A number of pairs appear on both lists. These are pairs that bowled the majority of their team's overs and took the majority of their team's wickets, and played together in home Tests on at least 15 occasions. The standout pair from this select group is the Indian pair of Ashwin and Jadeja. This may come as a surprise to readers, but Jadeja now remarkably has 111 wickets in his 25 Tests. More importantly, his economy rate of 2.27 is the best among all bowlers in the 21st century who have at least 50 Test wickets. In India, Jadeja has taken 90 wickets in 17 Tests with an even better economy rate of 2.13. He bowls a maiden once every 3.7 overs. Jadeja is a captain's dream. He is nearly unhittable in India. At the other end, Ashwin has a significantly greater arsenal of variations and tricks, and can afford to experiment far more than he might have done without the miserly Jadeja as his partner.

India have won 14 out of the 17 Tests that Jadeja and Ashwin have played together at home. In these Tests, these two have accounted for just over 12 wickets per Test. Compare that with the returns of Marshall and Garner, or Ian Botham and Bob Willis, or any of the other celebrated fast-bowling pairs at home. The fast men take their wickets about an over quicker than Jadeja and Ashwin do, but they account for fewer than ten wickets per match as a pair. Over 17 Tests, the Indian duo have faced nearly all major contemporary Test opposition. By way of comparison, Anil Kumble and Harbhajan Singh bowled more per Test than Ashwin and Jadeja, and managed 10.5 wickets per Test as a pair in India.
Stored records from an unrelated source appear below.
impl SharedRegion {
    /// Opens the region if it already exists, or creates it, whichever
    /// race this peer happens to win.
    pub fn open_both(
        cfg: RegionConfig,
        primary_init: impl FnMut(*mut u8, usize) -> IpsmResult<*mut u8>,
        secondary_init: impl FnMut(*mut u8, usize) -> IpsmResult<()>,
    ) -> IpsmResult<Self> {
        Self::bootstrap(cfg, Role::Either, primary_init, secondary_init)
    }

    /// Fails with [`IpsmError::RoleUnavailable`] if the shared object
    /// already exists.
    pub fn create_primary(
        cfg: RegionConfig,
        primary_init: impl FnMut(*mut u8, usize) -> IpsmResult<*mut u8>,
    ) -> IpsmResult<Self> {
        Self::bootstrap(cfg, Role::Primary, primary_init, |_, _| Ok(()))
    }

    /// Fails with [`IpsmError::RoleUnavailable`] if the shared object does
    /// not already exist.
    pub fn attach_secondary(
        cfg: RegionConfig,
        secondary_init: impl FnMut(*mut u8, usize) -> IpsmResult<()>,
    ) -> IpsmResult<Self> {
        Self::bootstrap(cfg, Role::Secondary, |_, _| Ok(std::ptr::null_mut()), secondary_init)
    }

    fn bootstrap(
        cfg: RegionConfig,
        role: Role,
        mut primary_init: impl FnMut(*mut u8, usize) -> IpsmResult<*mut u8>,
        mut secondary_init: impl FnMut(*mut u8, usize) -> IpsmResult<()>,
    ) -> IpsmResult<Self> {
        cfg.validate()?;
        let mut attempts = 0u32;
        loop {
            match Self::try_bootstrap(&cfg, role, &mut primary_init, &mut secondary_init)? {
                BootstrapOutcome::Success(region) => return Ok(region),
                BootstrapOutcome::RoleUnavailable => {
                    return Err(IpsmError::RoleUnavailable {
                        role: role.label(),
                        name: cfg.name.clone(),
                    });
                }
                BootstrapOutcome::RetryIdentity => {
                    attempts += 1;
                    if attempts >= cfg.max_bootstrap_attempts {
                        return Err(IpsmError::BootstrapRetriesExhausted {
                            name: cfg.name.clone(),
                            attempts,
                        });
                    }
                    tracing::debug!(
                        name = %cfg.name,
                        attempts,
                        "shared region bootstrap observed a transient identity race, retrying"
                    );
                    std::thread::sleep(Duration::from_millis(cfg.bootstrap_retry_sleep_ms));
                }
            }
        }
    }

    fn try_bootstrap(
        cfg: &RegionConfig,
        role: Role,
        primary_init: &mut dyn FnMut(*mut u8, usize) -> IpsmResult<*mut u8>,
        secondary_init: &mut dyn FnMut(*mut u8, usize) -> IpsmResult<()>,
    ) -> IpsmResult<BootstrapOutcome> {
        let identity_path = cfg.identity_path();
        let captured_inode = open_or_create_identity(&identity_path, cfg.mode)?;

        let mut lockfile = LockfileMutex::new(cfg.lock_path(), cfg.lock_retry_cap_ms);
        lockfile.lock()?;

        let outcome = Self::try_bootstrap_locked(cfg, role, captured_inode, &identity_path, primary_init, secondary_init);

        lockfile.unlock();
        outcome
    }

    fn try_bootstrap_locked(
        cfg: &RegionConfig,
        role: Role,
        captured_inode: u64,
        identity_path: &Path,
        primary_init: &mut dyn FnMut(*mut u8, usize) -> IpsmResult<*mut u8>,
        secondary_init: &mut dyn FnMut(*mut u8, usize) -> IpsmResult<()>,
    ) -> IpsmResult<BootstrapOutcome> {
        match reread_identity_inode(identity_path)? {
            Some(ino) if ino == captured_inode => {}
            _ => return Ok(BootstrapOutcome::RetryIdentity),
        }

        let mode = Mode::from_bits_truncate(cfg.mode as nix::sys::stat::mode_t);
        let (shm_fd, is_primary) = match role {
            Role::Either => match shm_open(cfg.name.as_str(), OFlag::O_CREAT | OFlag::O_EXCL | OFlag::O_RDWR, mode) {
                Ok(fd) => (fd, true),
                Err(nix::Error::EEXIST) => match shm_open(cfg.name.as_str(), OFlag::O_RDWR, mode) {
                    Ok(fd) => (fd, false),
                    Err(e) => return Err(IpsmError::ShmFailure { op: "shm_open", source: e }),
                },
                Err(e) => return Err(IpsmError::ShmFailure { op: "shm_open", source: e }),
            },
            Role::Primary => match shm_open(cfg.name.as_str(), OFlag::O_CREAT | OFlag::O_EXCL | OFlag::O_RDWR, mode) {
                Ok(fd) => (fd, true),
                Err(nix::Error::EEXIST) => return Ok(BootstrapOutcome::RoleUnavailable),
                Err(e) => return Err(IpsmError::ShmFailure { op: "shm_open", source: e }),
            },
            Role::Secondary => match shm_open(cfg.name.as_str(), OFlag::O_RDWR, mode) {
                Ok(fd) => (fd, false),
                Err(nix::Error::ENOENT) => return Ok(BootstrapOutcome::RoleUnavailable),
                Err(e) => return Err(IpsmError::ShmFailure { op: "shm_open", source: e }),
            },
        };

        let total_len = total_map_len(cfg.length);
        let usable_len = total_len - RegionHeader::header_size();
        if is_primary {
            if let Err(e) = ftruncate(&shm_fd, total_len as i64) {
                unlink_leaked_primary(cfg);
                return Err(IpsmError::ShmFailure { op: "ftruncate", source: e });
            }
        }

        let map_len = NonZeroUsize::new(total_len).expect("validated non-zero region length");
        let map = unsafe {
            match mmap(
                None,
                map_len,
                ProtFlags::PROT_READ | ProtFlags::PROT_WRITE,
                MapFlags::MAP_SHARED,
                Some(&shm_fd),
                0,
            ) {
                Ok(m) => m,
                Err(e) => {
                    if is_primary {
                        unlink_leaked_primary(cfg);
                    }
                    return Err(IpsmError::ShmFailure { op: "mmap", source: e });
                }
            }
        };
        let base = map as *mut u8;
        let header = base as *mut RegionHeader;
        let buff = unsafe { base.add(RegionHeader::header_size()) };

        if is_primary {
            unsafe {
                std::ptr::write(
                    header,
                    RegionHeader {
                        length: usable_len,
                        reference_count: AtomicI32::new(0),
                        inode_value: AtomicU64::new(0),
                        opt_info: OffsetPtr::null(),
                    },
                );
            }
            match primary_init(buff, usable_len) {
                Ok(opt) => unsafe {
                    (*header).opt_info.set(if opt.is_null() { None } else { Some(opt) });
                    // Release-publish inode_value last: secondaries acquire-load
                    // it before trusting opt_info or anything the primary wrote.
                    (*header).inode_value.store(captured_inode, Ordering::Release);
                },
                Err(e) => {
                    unsafe {
                        let _ = munmap(map, total_len);
                    }
                    if let Err(unlink_err) = shm_unlink(cfg.name.as_str()) {
                        tracing::error!(
                            error = %unlink_err,
                            "failed to unlink shared-memory object after primary_init failure"
                        );
                    }
                    return Err(e);
                }
            }
        } else {
            let observed = unsafe { (*header).inode_value.load(Ordering::Acquire) };
            if observed == 0 || observed != captured_inode {
                unsafe {
                    let _ = munmap(map, total_len);
                }
                return Ok(BootstrapOutcome::RetryIdentity);
            }
            if let Err(e) = secondary_init(buff, usable_len) {
                unsafe {
                    let _ = munmap(map, total_len);
                }
                return Err(e);
            }
        }

        unsafe {
            (*header).reference_count.fetch_add(1, Ordering::AcqRel);
        }

        Ok(BootstrapOutcome::Success(SharedRegion {
            name: cfg.name.clone(),
            identity_path: identity_path.to_path_buf(),
            lock_path: cfg.lock_path(),
            lock_retry_cap_ms: cfg.lock_retry_cap_ms,
            base,
            total_len,
            usable_len,
            inode: captured_inode,
            teardown: None,
            detached: false,
        }))
    }

    fn header(&self) -> *mut RegionHeader {
        self.base as *mut RegionHeader
    }

    /// Usable byte length of `shm_buff` (not counting the region header).
    pub fn available_size(&self) -> usize {
        self.usable_len
    }

    /// Address of `shm_buff`, the user-visible area.
    pub fn get(&self) -> *mut u8 {
        unsafe { self.base.add(RegionHeader::header_size()) }
    }

    /// The handshake pointer the primary initialiser published, or null if
    /// it published nothing.
    pub fn opt_info(&self) -> *mut u8 {
        unsafe { (*self.header()).opt_info.get().unwrap_or(std::ptr::null_mut()) }
    }

    /// Registers a callback invoked once per detach, including the final
    /// one. Replaces any previously registered callback.
    pub fn set_teardown(&mut self, f: impl FnMut(bool, *mut u8, usize) + Send + 'static) {
        self.teardown = Some(Box::new(f));
    }

    /// Number of peers currently attached to this generation.
    pub fn bind_count(&self) -> i32 {
        unsafe { (*self.header()).reference_count.load(Ordering::Acquire) }
    }

    /// The inode number this process observed when it bootstrapped.
    pub fn debug_get_id_file_inode(&self) -> u64 {
        self.inode
    }

    /// True if the region's `inode_value` still matches the inode this
    /// process bootstrapped with, i.e. no concurrent teardown has started.
    pub fn debug_test_integrity(&self) -> bool {
        unsafe { (*self.header()).inode_value.load(Ordering::Acquire) == self.inode }
    }

    /// A human-readable dump of this handle's state, for diagnostics.
    pub fn debug_dump_string(&self) -> String {
        format!(
            "SharedRegion {{ name: {:?}, inode: {}, reference_count: {}, usable_len: {}, opt_info: {:?} }}",
            self.name,
            self.inode,
            self.bind_count(),
            self.usable_len,
            self.opt_info()
        )
    }

    /// Forcibly removes a region's backing resources (identity file,
    /// lockfile, shared-memory object) without going through a live
    /// handle. For recovering from a peer that crashed mid-bootstrap and
    /// left the generation unreachable. Missing resources are not an
    /// error.
    pub fn debug_force_cleanup(cfg: &RegionConfig) -> IpsmResult<()> {
        cfg.validate()?;
        if let Err(e) = std::fs::remove_file(cfg.identity_path()) {
            if e.kind() != std::io::ErrorKind::NotFound {
                tracing::warn!(error = %e, "debug_force_cleanup: failed to remove identity file");
            }
        }
        if let Err(e) = std::fs::remove_file(cfg.lock_path()) {
            if e.kind() != std::io::ErrorKind::NotFound {
                tracing::warn!(error = %e, "debug_force_cleanup: failed to remove lockfile");
            }
        }
        if let Err(e) = shm_unlink(cfg.name.as_str()) {
            if e != nix::Error::ENOENT {
                tracing::warn!(error = %e, "debug_force_cleanup: failed to unlink shared-memory object");
            }
        }
        Ok(())
    }
}
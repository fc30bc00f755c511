//! Construction options for a [`crate::region::SharedRegion`] /
//! [`crate::heap::HeapRegion`].
//!
//! Mirrors the "Recognised construction options" table of the design: a
//! region is named by a triple (name, directory, length) plus an access
//! mode, and the bootstrap/backoff constants the reference implementation
//! hardcodes (`maxdelay = 64`, a 2ms retry sleep) are exposed here as
//! overridable, serde-deserialisable fields instead.

use std::path::PathBuf;

use serde::{Deserialize, Serialize};

use crate::error::{IpsmError, IpsmResult};

/// Matches the reference implementation's `maxdelay` constant for lockfile
/// backoff.
pub const DEFAULT_LOCK_RETRY_CAP_MS: u64 = 64;

/// Matches the reference implementation's bootstrap retry sleep.
pub const DEFAULT_BOOTSTRAP_RETRY_SLEEP_MS: u64 = 2;

/// The reference implementation retries bootstrap unboundedly; this crate
/// bounds it so a permanently unwinnable race surfaces as an error instead
/// of looping forever.
pub const DEFAULT_MAX_BOOTSTRAP_ATTEMPTS: u32 = 4096;

const DEFAULT_MODE: u32 = 0o600;

/// A generous floor below which no region can possibly hold a header plus
/// a usable allocator. The allocator and region header enforce the exact
/// minimum at construction time with a precise [`IpsmError::LengthTooSmall`].
const MIN_REGION_LENGTH: usize = 4096;

/// NAME_MAX minus the ".lock" suffix this crate appends, give or take.
const NAME_MAX_CHARS: usize = 250;

fn default_mode() -> u32 {
    DEFAULT_MODE
}

fn default_lock_retry_cap_ms() -> u64 {
    DEFAULT_LOCK_RETRY_CAP_MS
}

fn default_bootstrap_retry_sleep_ms() -> u64 {
    DEFAULT_BOOTSTRAP_RETRY_SLEEP_MS
}

fn default_max_bootstrap_attempts() -> u32 {
    DEFAULT_MAX_BOOTSTRAP_ATTEMPTS
}

fn default_directory() -> PathBuf {
    PathBuf::from("/tmp")
}

/// Construction options for a shared region.
#[derive(Debug, Clone, Serialize, Deserialize)]
pub struct RegionConfig {
    /// POSIX-style region name; must begin with `/`.
    pub name: String,
    /// Directory hosting the identity file and lockfile.
    #[serde(default = "default_directory")]
    pub directory: PathBuf,
    /// Requested usable byte length (not counting the region header).
    pub length: usize,
    /// POSIX access mode bits applied to the shared-memory object and the
    /// identity file.
    #[serde(default = "default_mode")]
    pub mode: u32,
    /// Cap, in milliseconds, on the lockfile's exponential backoff.
    #[serde(default = "default_lock_retry_cap_ms")]
    pub lock_retry_cap_ms: u64,
    /// Sleep between bootstrap retries after a transient identity race.
    #[serde(default = "default_bootstrap_retry_sleep_ms")]
    pub bootstrap_retry_sleep_ms: u64,
    /// Bootstrap retry budget before giving up with
    /// [`IpsmError::BootstrapRetriesExhausted`].
    #[serde(default = "default_max_bootstrap_attempts")]
    pub max_bootstrap_attempts: u32,
}

impl RegionConfig {
    /// Starts a config with the reference implementation's defaults for
    /// everything but `name` and `length`.
    pub fn new(name: impl Into<String>, length: usize) -> Self {
        Self {
            name: name.into(),
            directory: default_directory(),
            length,
            mode: default_mode(),
            lock_retry_cap_ms: default_lock_retry_cap_ms(),
            bootstrap_retry_sleep_ms: default_bootstrap_retry_sleep_ms(),
            max_bootstrap_attempts: default_max_bootstrap_attempts(),
        }
    }

    pub fn with_directory(mut self, directory: impl Into<PathBuf>) -> Self {
        self.directory = directory.into();
        self
    }

    pub fn with_mode(mut self, mode: u32) -> Self {
        self.mode = mode;
        self
    }

    pub fn with_lock_retry_cap_ms(mut self, ms: u64) -> Self {
        self.lock_retry_cap_ms = ms;
        self
    }

    pub fn with_bootstrap_retry_sleep_ms(mut self, ms: u64) -> Self {
        self.bootstrap_retry_sleep_ms = ms;
        self
    }

    pub fn with_max_bootstrap_attempts(mut self, n: u32) -> Self {
        self.max_bootstrap_attempts = n;
        self
    }

    pub(crate) fn validate(&self) -> IpsmResult<()> {
        if !self.name.starts_with('/') || self.name.len() < 2 {
            return Err(IpsmError::InvalidName {
                reason: format!("region name {:?} must begin with '/' and have a body", self.name),
            });
        }
        if self.name.len() > NAME_MAX_CHARS {
            return Err(IpsmError::InvalidName {
                reason: format!("region name {:?} exceeds {NAME_MAX_CHARS} characters", self.name),
            });
        }
        if self.name[1..].contains('/') {
            return Err(IpsmError::InvalidName {
                reason: format!("region name {:?} must not contain '/' after the leading one", self.name),
            });
        }
        if self.length < MIN_REGION_LENGTH {
            return Err(IpsmError::LengthTooSmall {
                requested: self.length,
                minimum: MIN_REGION_LENGTH,
            });
        }
        Ok(())
    }

    /// Path of the identity file whose inode is this region's generation
    /// token.
    pub(crate) fn identity_path(&self) -> PathBuf {
        self.directory.join(self.name.trim_start_matches('/'))
    }

    /// Path of the bootstrap/detach lockfile.
    pub(crate) fn lock_path(&self) -> PathBuf {
        let mut os_string = self.identity_path().into_os_string();
        os_string.push(".lock");
        PathBuf::from(os_string)
    }
}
Wasim and Waqar: a twosome to be feared © Getty Images

It is a truism in Test cricket that bowlers hunt in pairs. As with most things, this is probably out of necessity. One great bowler surrounded by modest colleagues is not sufficient to challenge most Test-quality opposition. Three top-quality bowlers are hard to find all at once. A pair is a nice compromise. A pair can also ensure that at least when the two are bowling together, the opposition batting faces a difficult examination.

If visiting teams are to do well in India in the near future, they will not only have to learn to read Ashwin's many variations and resist the temptation of being dragged off balance by his mesmerising drift, they will also have to find a way to score runs against Jadeja. For it is at Jadeja's end that India's dominance at home begins.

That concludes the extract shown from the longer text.